Autre facteur de résilience de l'économie officinale, les médicaments onéreux qui poursuivent leur pénétration. Comme le note Patrick Oscar, alors qu'elles n'étaient que 65 en 2017, les présentations d'un prix supérieur à 1930 euros sont aujourd'hui au nombre de 180. Et bien que leurs ventes ne représentent que 0, 08 % du volume de dispensation, elles ont quadruplé en cinq ans et représentent désormais 22 % du chiffre d'affaires officinal. Un phénomène qui n'est cependant pas sans inquiéter les acteurs du marché, tant ses effets néfastes sur la marge sont redoutés. Quant aux produits d'un prix supérieurs à 468,97 euros, soit 0,46 % des boîtes vendues en officines, ils constituent désormais 41,3 % du chiffre d'affaires.
Ces tendances démontrent combien la délivrance atteint une certaine technicité à l'officine. Elles prouvent aussi à quel point le bilan officinal nécessite désormais une lecture différenciée. Car, comme le souligne Patrick Oscar, « la lecture de l'activité officinale par taux de TVA ne permet définitivement plus de tirer des conclusions ». Elle ne permet pas en tout cas une approche satisfaisante, tant l'analyse catégorielle s'impose désormais au sein de chaque catégorie de taux de TVA. En effet, la croissance du « 2,1 % » ne se reflète pas dans la marge, tandis que le « 5,5 % » amalgame des produits très divers, des SHA à la nutrition infantile en passant par les compléments alimentaires et certains DM. C'est dire si ce segment peut être chahuté par diverses fluctuations.

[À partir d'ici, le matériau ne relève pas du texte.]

//! In-crate storage double with failure injection and write counting.

use std::collections::HashMap;
use std::sync::Mutex;
use std::sync::atomic::{AtomicBool, AtomicUsize, Ordering};

use posflag_core::ItemId;

use crate::ports::{ItemMetaStore, OptionStore, StoreError};

#[derive(Debug, Default)]
pub struct FakeStore {
    items: Mutex<HashMap<ItemId, HashMap<String, String>>>,
    options: Mutex<HashMap<String, String>>,
    pub fail_reads: AtomicBool,
    pub fail_writes: AtomicBool,
    pub writes: AtomicUsize,
}

impl FakeStore {
    pub fn new() -> Self {
        Self::default()
    }

    pub fn add_item(&self, item_id: ItemId) {
        self.items.lock().unwrap().entry(item_id).or_default();
    }

    pub fn raw_meta(&self, item_id: ItemId, key: &str) -> Option<String> {
        self.items.lock().unwrap().get(&item_id)?.get(key).cloned()
    }

    pub fn put_raw_meta(&self, item_id: ItemId, key: &str, value: &str) {
        self.items
            .lock()
            .unwrap()
            .entry(item_id)
            .or_default()
            .insert(key.to_string(), value.to_string());
    }

    pub fn put_raw_option(&self, key: &str, value: &str) {
        self.options.lock().unwrap().insert(key.to_string(), value.to_string());
    }

    pub fn write_count(&self) -> usize {
        self.writes.load(Ordering::SeqCst)
    }

    fn check_read(&self) -> Result<(), StoreError> {
        if self.fail_reads.load(Ordering::SeqCst) {
            return Err(StoreError::Unavailable("injected read failure".to_string()));
        }
        Ok(())
    }

    fn check_write(&self) -> Result<(), StoreError> {
        if self.fail_writes.load(Ordering::SeqCst) {
            return Err(StoreError::Unavailable("injected write failure".to_string()));
        }
        Ok(())
    }
}

impl ItemMetaStore for FakeStore {
    fn get_meta(&self, item_id: ItemId, key: &str) -> Result<Option<String>, StoreError> {
        self.check_read()?;
        let items = self.items.lock().unwrap();
        let meta = items.get(&item_id).ok_or(StoreError::ItemNotFound(item_id))?;
        Ok(meta.get(key).cloned())
    }

    fn set_meta(&self, item_id: ItemId, key: &str, value: Option<&str>) -> Result<(), StoreError> {
        self.check_write()?;
        let mut items = self.items.lock().unwrap();
        let meta = items.get_mut(&item_id).ok_or(StoreError::ItemNotFound(item_id))?;
        match value {
            Some(v) => meta.insert(key.to_string(), v.to_string()),
            None => meta.remove(key),
        };
        self.writes.fetch_add(1, Ordering::SeqCst);
        Ok(())
    }

    fn compare_and_set_meta(
        &self,
        item_id: ItemId,
        key: &str,
        expected: Option<&str>,
        value: &str,
    ) -> Result<bool, StoreError> {
        self.check_write()?;
        let mut items = self.items.lock().unwrap();
        let meta = items.get_mut(&item_id).ok_or(StoreError::ItemNotFound(item_id))?;
        if meta.get(key).map(String::as_str) != expected {
            return Ok(false);
        }
        meta.insert(key.to_string(), value.to_string());
        self.writes.fetch_add(1, Ordering::SeqCst);
        Ok(true)
    }
}

impl OptionStore for FakeStore {
    fn get_option(&self, key: &str) -> Result<Option<String>, StoreError> {
        self.check_read()?;
        Ok(self.options.lock().unwrap().get(key).cloned())
    }

    fn set_option(&self, key: &str, value: &str) -> Result<(), StoreError> {
        self.check_write()?;
        self.options.lock().unwrap().insert(key.to_string(), value.to_string());
        Ok(())
    }
}
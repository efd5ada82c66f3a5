//! `posflag-core` — shared domain building blocks.
//!
//! This crate holds **pure** primitives (identifiers, errors, entity marker)
//! shared by the availability service, the event contracts and the storage
//! adapters. No IO lives here.

pub mod entity;
pub mod error;
pub mod id;

pub use entity::Entity;
pub use error::DomainError;
pub use id::ItemId;
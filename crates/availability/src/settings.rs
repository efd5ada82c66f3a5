//! Point-of-sale settings page contribution.
//!
//! The host renders settings from plain field descriptors. This module only
//! produces the descriptors for the POS Products section and applies submitted
//! values back to the [`DefaultResolver`].

use std::collections::BTreeMap;

use serde::{Deserialize, Serialize};

use crate::error::AvailabilityError;
use crate::ports::OptionStore;
use crate::resolver::DefaultResolver;

/// Field id of the "sell all products by default" checkbox.
pub const SELL_ALL_BY_DEFAULT_SETTING: &str = "sell_all_products_by_default";

/// Id shared by the section's title and end markers.
pub const POS_PRODUCTS_SECTION: &str = "pos_products";

#[derive(Debug, Clone, Copy, PartialEq, Eq, Serialize, Deserialize)]
#[serde(rename_all = "lowercase")]
pub enum FieldType {
    Title,
    Checkbox,
    SectionEnd,
}

/// One entry of a settings page.
#[derive(Debug, Clone, PartialEq, Eq, Serialize, Deserialize)]
pub struct SettingField {
    pub id: String,
    #[serde(rename = "type")]
    pub field_type: FieldType,
    #[serde(skip_serializing_if = "Option::is_none", default)]
    pub title: Option<String>,
    #[serde(skip_serializing_if = "Option::is_none", default)]
    pub desc: Option<String>,
    #[serde(skip_serializing_if = "Option::is_none", default)]
    pub default: Option<String>,
}

impl SettingField {
    fn new(id: &str, field_type: FieldType) -> Self {
        Self {
            id: id.to_string(),
            field_type,
            title: None,
            desc: None,
            default: None,
        }
    }
}

/// The POS Products section: title, the default checkbox, section end.
pub fn pos_products_section() -> Vec<SettingField> {
    vec![
        SettingField {
            title: Some("POS Products".to_string()),
            desc: Some("Choose which catalog items are offered at the point of sale.".to_string()),
            ..SettingField::new(POS_PRODUCTS_SECTION, FieldType::Title)
        },
        SettingField {
            title: Some("Sell all products by default".to_string()),
            desc: Some(
                "New and updated products without an explicit choice are available at the point of sale."
                    .to_string(),
            ),
            default: Some("yes".to_string()),
            ..SettingField::new(SELL_ALL_BY_DEFAULT_SETTING, FieldType::Checkbox)
        },
        SettingField::new(POS_PRODUCTS_SECTION, FieldType::SectionEnd),
    ]
}

/// Prepend the POS Products section to the host's existing settings.
pub fn contribute(existing: Vec<SettingField>) -> Vec<SettingField> {
    let mut fields = pos_products_section();
    fields.extend(existing);
    fields
}

/// Current values of the fields this module owns, keyed by field id.
pub fn current_values<O: OptionStore>(resolver: &DefaultResolver<O>) -> BTreeMap<String, String> {
    let value = if resolver.get_default() { "yes" } else { "no" };
    BTreeMap::from([(SELL_ALL_BY_DEFAULT_SETTING.to_string(), value.to_string())])
}

/// Apply a submitted settings form.
///
/// An unchecked checkbox is simply absent from the submission, so absence
/// means `false`.
pub fn save<O: OptionStore>(
    resolver: &DefaultResolver<O>,
    submitted: &BTreeMap<String, String>,
) -> Result<(), AvailabilityError> {
    let checked = submitted
        .get(SELL_ALL_BY_DEFAULT_SETTING)
        .map(|v| matches!(v.trim().to_ascii_lowercase().as_str(), "yes" | "1" | "on" | "true"))
        .unwrap_or(false);
    resolver.set_default(checked)
}

#[cfg(test)]
mod tests {
    use super::*;
    use crate::testing::FakeStore;

    fn field(id: &str) -> SettingField {
        SettingField::new(id, FieldType::Checkbox)
    }

    #[test]
    fn section_is_prepended_to_existing_settings() {
        let fields = contribute(vec![field("host_a"), field("host_b")]);
        let ids: Vec<_> = fields.iter().map(|f| f.id.as_str()).collect();
        assert_eq!(
            ids,
            vec![
                POS_PRODUCTS_SECTION,
                SELL_ALL_BY_DEFAULT_SETTING,
                POS_PRODUCTS_SECTION,
                "host_a",
                "host_b"
            ]
        );
        assert_eq!(fields[2].field_type, FieldType::SectionEnd);
    }

    #[test]
    fn checkbox_defaults_to_yes() {
        let section = pos_products_section();
        let checkbox = section
            .iter()
            .find(|f| f.id == SELL_ALL_BY_DEFAULT_SETTING)
            .unwrap();
        assert_eq!(checkbox.default.as_deref(), Some("yes"));
    }

    #[test]
    fn serializes_in_host_shape() {
        let json = serde_json::to_value(pos_products_section()).unwrap();
        assert_eq!(json[1]["type"], "checkbox");
        assert_eq!(json[2]["type"], "sectionend");
        assert!(json[2].get("title").is_none());
    }

    #[test]
    fn save_and_read_back() {
        let resolver = DefaultResolver::new(FakeStore::new());
        assert_eq!(current_values(&resolver)[SELL_ALL_BY_DEFAULT_SETTING], "yes");

        save(&resolver, &BTreeMap::new()).unwrap();
        assert!(!resolver.get_default());
        assert_eq!(current_values(&resolver)[SELL_ALL_BY_DEFAULT_SETTING], "no");

        let submitted = BTreeMap::from([(SELL_ALL_BY_DEFAULT_SETTING.to_string(), "on".to_string())]);
        save(&resolver, &submitted).unwrap();
        assert!(resolver.get_default());
    }
}
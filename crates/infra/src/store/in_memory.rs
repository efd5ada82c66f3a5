use std::collections::HashMap;
use std::sync::RwLock;

use posflag_availability::{ItemMetaStore, OptionStore, StoreError};
use posflag_core::{Entity, ItemId};

use super::CatalogRegistry;
use super::item::CatalogItem;

/// In-memory catalog metadata + options for tests/dev.
///
/// Each operation holds the relevant lock for its whole duration, which makes
/// `compare_and_set_meta` atomic per item.
#[derive(Debug, Default)]
pub struct InMemoryStore {
    items: RwLock<HashMap<ItemId, CatalogItem>>,
    options: RwLock<HashMap<String, String>>,
}

impl InMemoryStore {
    pub fn new() -> Self {
        Self::default()
    }

    /// Snapshot of a stored item (metadata included).
    pub fn item(&self, item_id: ItemId) -> Option<CatalogItem> {
        self.items.read().ok()?.get(&item_id).cloned()
    }
}

fn poisoned() -> StoreError {
    StoreError::Unavailable("in-memory store lock poisoned".to_string())
}

impl ItemMetaStore for InMemoryStore {
    fn get_meta(&self, item_id: ItemId, key: &str) -> Result<Option<String>, StoreError> {
        let items = self.items.read().map_err(|_| poisoned())?;
        let item = items.get(&item_id).ok_or(StoreError::ItemNotFound(item_id))?;
        Ok(item.meta.get(key).cloned())
    }

    fn set_meta(&self, item_id: ItemId, key: &str, value: Option<&str>) -> Result<(), StoreError> {
        let mut items = self.items.write().map_err(|_| poisoned())?;
        let item = items.get_mut(&item_id).ok_or(StoreError::ItemNotFound(item_id))?;
        item.write_meta(key, value);
        Ok(())
    }

    fn compare_and_set_meta(
        &self,
        item_id: ItemId,
        key: &str,
        expected: Option<&str>,
        value: &str,
    ) -> Result<bool, StoreError> {
        let mut items = self.items.write().map_err(|_| poisoned())?;
        let item = items.get_mut(&item_id).ok_or(StoreError::ItemNotFound(item_id))?;
        Ok(item.swap_meta(key, expected, value))
    }
}

impl OptionStore for InMemoryStore {
    fn get_option(&self, key: &str) -> Result<Option<String>, StoreError> {
        let options = self.options.read().map_err(|_| poisoned())?;
        Ok(options.get(key).cloned())
    }

    fn set_option(&self, key: &str, value: &str) -> Result<(), StoreError> {
        let mut options = self.options.write().map_err(|_| poisoned())?;
        options.insert(key.to_string(), value.to_string());
        Ok(())
    }
}

impl CatalogRegistry for InMemoryStore {
    fn register_item(&self, item_id: ItemId) -> Result<bool, StoreError> {
        let mut items = self.items.write().map_err(|_| poisoned())?;
        if items.contains_key(&item_id) {
            return Ok(false);
        }
        let item = CatalogItem::new(item_id);
        items.insert(*item.id(), item);
        Ok(true)
    }

    fn remove_item(&self, item_id: ItemId) -> Result<bool, StoreError> {
        let mut items = self.items.write().map_err(|_| poisoned())?;
        Ok(items.remove(&item_id).is_some())
    }

    fn list_items(&self) -> Result<Vec<ItemId>, StoreError> {
        let items = self.items.read().map_err(|_| poisoned())?;
        let mut ids: Vec<_> = items.keys().copied().collect();
        ids.sort();
        Ok(ids)
    }
}
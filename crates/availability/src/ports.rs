//! Storage ports for item metadata and global options.
//!
//! Implementations must be safe to share across threads. The meta store's
//! compare-and-set must be atomic per item: it is what keeps two racing
//! initializers from both materializing a flag.

use std::sync::Arc;

use thiserror::Error;

use posflag_core::ItemId;

#[derive(Debug, Error, Clone, PartialEq, Eq)]
pub enum StoreError {
    /// The host catalog has no item with this identifier.
    #[error("item not found: {0}")]
    ItemNotFound(ItemId),

    #[error("storage unavailable: {0}")]
    Unavailable(String),

    #[error("storage corrupt: {0}")]
    Corrupt(String),
}

/// Labeled metadata fields attached to catalog items.
pub trait ItemMetaStore: Send + Sync {
    /// Read one metadata field. `Ok(None)` means the item exists but the field
    /// was never written.
    fn get_meta(&self, item_id: ItemId, key: &str) -> Result<Option<String>, StoreError>;

    /// Write (or with `None`, delete) one metadata field.
    fn set_meta(&self, item_id: ItemId, key: &str, value: Option<&str>) -> Result<(), StoreError>;

    /// Write `value` only if the field still holds `expected`.
    ///
    /// Returns `Ok(false)` when the current value differs.
    fn compare_and_set_meta(
        &self,
        item_id: ItemId,
        key: &str,
        expected: Option<&str>,
        value: &str,
    ) -> Result<bool, StoreError>;
}

/// Process-wide key/value configuration.
pub trait OptionStore: Send + Sync {
    fn get_option(&self, key: &str) -> Result<Option<String>, StoreError>;

    fn set_option(&self, key: &str, value: &str) -> Result<(), StoreError>;
}

impl<S> ItemMetaStore for Arc<S>
where
    S: ItemMetaStore + ?Sized,
{
    fn get_meta(&self, item_id: ItemId, key: &str) -> Result<Option<String>, StoreError> {
        (**self).get_meta(item_id, key)
    }

    fn set_meta(&self, item_id: ItemId, key: &str, value: Option<&str>) -> Result<(), StoreError> {
        (**self).set_meta(item_id, key, value)
    }

    fn compare_and_set_meta(
        &self,
        item_id: ItemId,
        key: &str,
        expected: Option<&str>,
        value: &str,
    ) -> Result<bool, StoreError> {
        (**self).compare_and_set_meta(item_id, key, expected, value)
    }
}

impl<S> OptionStore for Arc<S>
where
    S: OptionStore + ?Sized,
{
    fn get_option(&self, key: &str) -> Result<Option<String>, StoreError> {
        (**self).get_option(key)
    }

    fn set_option(&self, key: &str, value: &str) -> Result<(), StoreError> {
        (**self).set_option(key, value)
    }
}
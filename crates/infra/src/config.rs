//! Configuration loading and representation.
//!
//! `POSFLAG_STORE` selects the backend: unset, empty or `memory` keeps state
//! in process; anything else is the path of a JSON store file.

use std::path::PathBuf;
use std::sync::Arc;

use thiserror::Error;

use crate::store::{InMemoryStore, JsonFileStore, PosStore};

/// Environment variable selecting the storage backend.
pub const STORE_ENV: &str = "POSFLAG_STORE";

#[derive(Debug, Error, Clone, PartialEq, Eq)]
pub enum ConfigError {
    #[error("invalid {STORE_ENV} value: {0}")]
    InvalidStore(String),
}

#[derive(Debug, Clone, PartialEq, Eq, Default)]
pub enum StoreConfig {
    #[default]
    Memory,
    JsonFile(PathBuf),
}

impl StoreConfig {
    pub fn from_env() -> Result<Self, ConfigError> {
        match std::env::var(STORE_ENV) {
            Ok(value) => Self::parse(&value),
            Err(_) => Ok(Self::Memory),
        }
    }

    pub fn parse(value: &str) -> Result<Self, ConfigError> {
        let value = value.trim();
        if value.is_empty() || value.eq_ignore_ascii_case("memory") {
            return Ok(Self::Memory);
        }
        let path = PathBuf::from(value);
        if path.is_dir() {
            return Err(ConfigError::InvalidStore(format!(
                "{} is a directory",
                path.display()
            )));
        }
        Ok(Self::JsonFile(path))
    }

    /// Build the configured backend.
    pub fn open(&self) -> Arc<dyn PosStore> {
        match self {
            StoreConfig::Memory => {
                tracing::info!("using in-memory store");
                Arc::new(InMemoryStore::new())
            }
            StoreConfig::JsonFile(path) => {
                tracing::info!(path = %path.display(), "using JSON file store");
                Arc::new(JsonFileStore::new(path.clone()))
            }
        }
    }
}

#[cfg(test)]
mod tests {
    use super::*;

    #[test]
    fn empty_and_memory_select_in_memory() {
        assert_eq!(StoreConfig::parse("").unwrap(), StoreConfig::Memory);
        assert_eq!(StoreConfig::parse(" MEMORY ").unwrap(), StoreConfig::Memory);
    }

    #[test]
    fn paths_select_json_file() {
        assert_eq!(
            StoreConfig::parse("/tmp/posflag-test.json").unwrap(),
            StoreConfig::JsonFile(PathBuf::from("/tmp/posflag-test.json"))
        );
    }

    #[test]
    fn directories_are_rejected() {
        let dir = tempfile::tempdir().unwrap();
        let err = StoreConfig::parse(dir.path().to_str().unwrap()).unwrap_err();
        assert!(matches!(err, ConfigError::InvalidStore(_)));
    }
}
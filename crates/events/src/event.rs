use chrono::{DateTime, Utc};

/// A domain-agnostic event.
///
/// Events are:
/// - **immutable** (treat them as facts)
/// - **timestamped** with business time
pub trait Event: Clone + core::fmt::Debug + Send + Sync + 'static {
    /// Stable event name/type identifier (e.g. "catalog.item.created").
    fn event_type(&self) -> &'static str;

    /// When the event occurred (business time).
    fn occurred_at(&self) -> DateTime<Utc>;
}
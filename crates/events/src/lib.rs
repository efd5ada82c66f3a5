//! Catalog event contracts consumed by the availability service.

mod catalog;
mod event;
mod sink;

pub use catalog::{CatalogEvent, ItemCreated, ItemUpdated};
pub use event::Event;
pub use sink::CatalogEventSink;
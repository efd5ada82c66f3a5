//! Several `JsonFileStore` handles on one path, as separate CLI processes get.

use std::path::Path;
use std::sync::{Arc, Barrier};
use std::thread;

use posflag_availability::{AvailabilityFlag, AvailabilityStore};
use posflag_core::ItemId;
use posflag_infra::{CatalogRegistry, JsonFileStore};

fn handle(path: &Path) -> Arc<JsonFileStore> {
    Arc::new(JsonFileStore::new(path))
}

#[test]
fn concurrent_registrations_from_two_handles_are_all_kept() {
    let dir = tempfile::tempdir().unwrap();
    let path = dir.path().join("store.json");
    let per_handle = 50;

    let barrier = Arc::new(Barrier::new(2));
    let workers: Vec<_> = (0..2)
        .map(|_| {
            let store = handle(&path);
            let barrier = barrier.clone();
            thread::spawn(move || {
                barrier.wait();
                for _ in 0..per_handle {
                    store.register_item(ItemId::new()).unwrap();
                }
            })
        })
        .collect();
    for w in workers {
        w.join().unwrap();
    }

    assert_eq!(handle(&path).list_items().unwrap().len(), 2 * per_handle);
}

#[test]
fn explicit_flag_wins_against_initializer_on_another_handle() {
    let dir = tempfile::tempdir().unwrap();
    let path = dir.path().join("store.json");

    let admin_handle = handle(&path);
    let host_handle = handle(&path);
    let admin = AvailabilityStore::new(admin_handle.clone(), admin_handle.clone());
    let host = Arc::new(AvailabilityStore::new(host_handle.clone(), host_handle));

    for _ in 0..40 {
        let id = ItemId::new();
        admin_handle.register_item(id).unwrap();

        let barrier = Arc::new(Barrier::new(2));
        let initializer = {
            let host = host.clone();
            let barrier = barrier.clone();
            thread::spawn(move || {
                barrier.wait();
                host.initialize_default_flag(id).unwrap();
            })
        };
        barrier.wait();
        admin.set_flag(id, AvailabilityFlag::Disallowed).unwrap();
        initializer.join().unwrap();

        // Whichever ran first, the explicit write is the one that sticks.
        assert_eq!(admin.flag(id), Some(AvailabilityFlag::Disallowed));
        assert_eq!(host.flag(id), Some(AvailabilityFlag::Disallowed));
    }
}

Inflation et PLFSS, les deux inconnues de 2023
Parallèlement, recul de l'activité en médecine générale oblige, la dispensation du médicament s'oriente aussi de plus en plus vers le conseil. Celui-ci, qui constitue 20,6 % de l'activité officinale, augmente légèrement sa part (+0,7 % depuis 2020). Les pathologies hivernales participent naturellement à cette forte croissance avec la tombée des masques et des gestes barrière, souligne David Syr, directeur général adjoint de GERS Data, faisant état d'une hausse de 12 % de l'automédication depuis le mois de janvier par rapport à la période similaire de 2021. Maux de gorge, toux, diarrhée et rhume figurent parmi les 10 contributeurs d'une croissance de 18,6 millions d'euros, tandis qu’à l'autre bout de l'échelle le marché des douleurs articulaires et musculaires ainsi que du tonus voit son top 10 décroître de 3, 8 millions d'euros (voir graphique ci-dessous). « La croissance du self care est portée pour 52 millions d'euros par l'innovation, c’est-à-dire des références qui n'étaient pas sur le marché en 2021, mais aussi par l'effet prix », observe David Syr, qui indique, inflation oblige, une hausse des prix de 3,3 points à périmètre constant. Ces tendances sont cependant hétérogènes, certains produits, comme la nutrition infantile subissant une augmentation des tarifs de 6 points. « La notion d'inflation varie beaucoup en fonction des produits, des stocks disponibles en pharmacie et du choix du conseil du pharmacien lui-même », relève le directeur adjoint du GERS Data.
Outre l'inflation, une autre inconnue s'est d'ores et déjà invitée au bilan officinal 2023. Le projet de loi de financement de la Sécurité sociale (PLFSS) qui devrait passer en lecture aujourd'hui devant les députés pour une ultime étape, prévoit en effet de nouvelles coupes. L'objectif étant de parvenir à une baisse des prix des produits de santé, de l'ordre de 1,1 milliard d'euros. Pour l'heure, la répartition de ces économies entre médicaments et dispositifs médicaux n'est pas encore communiquée.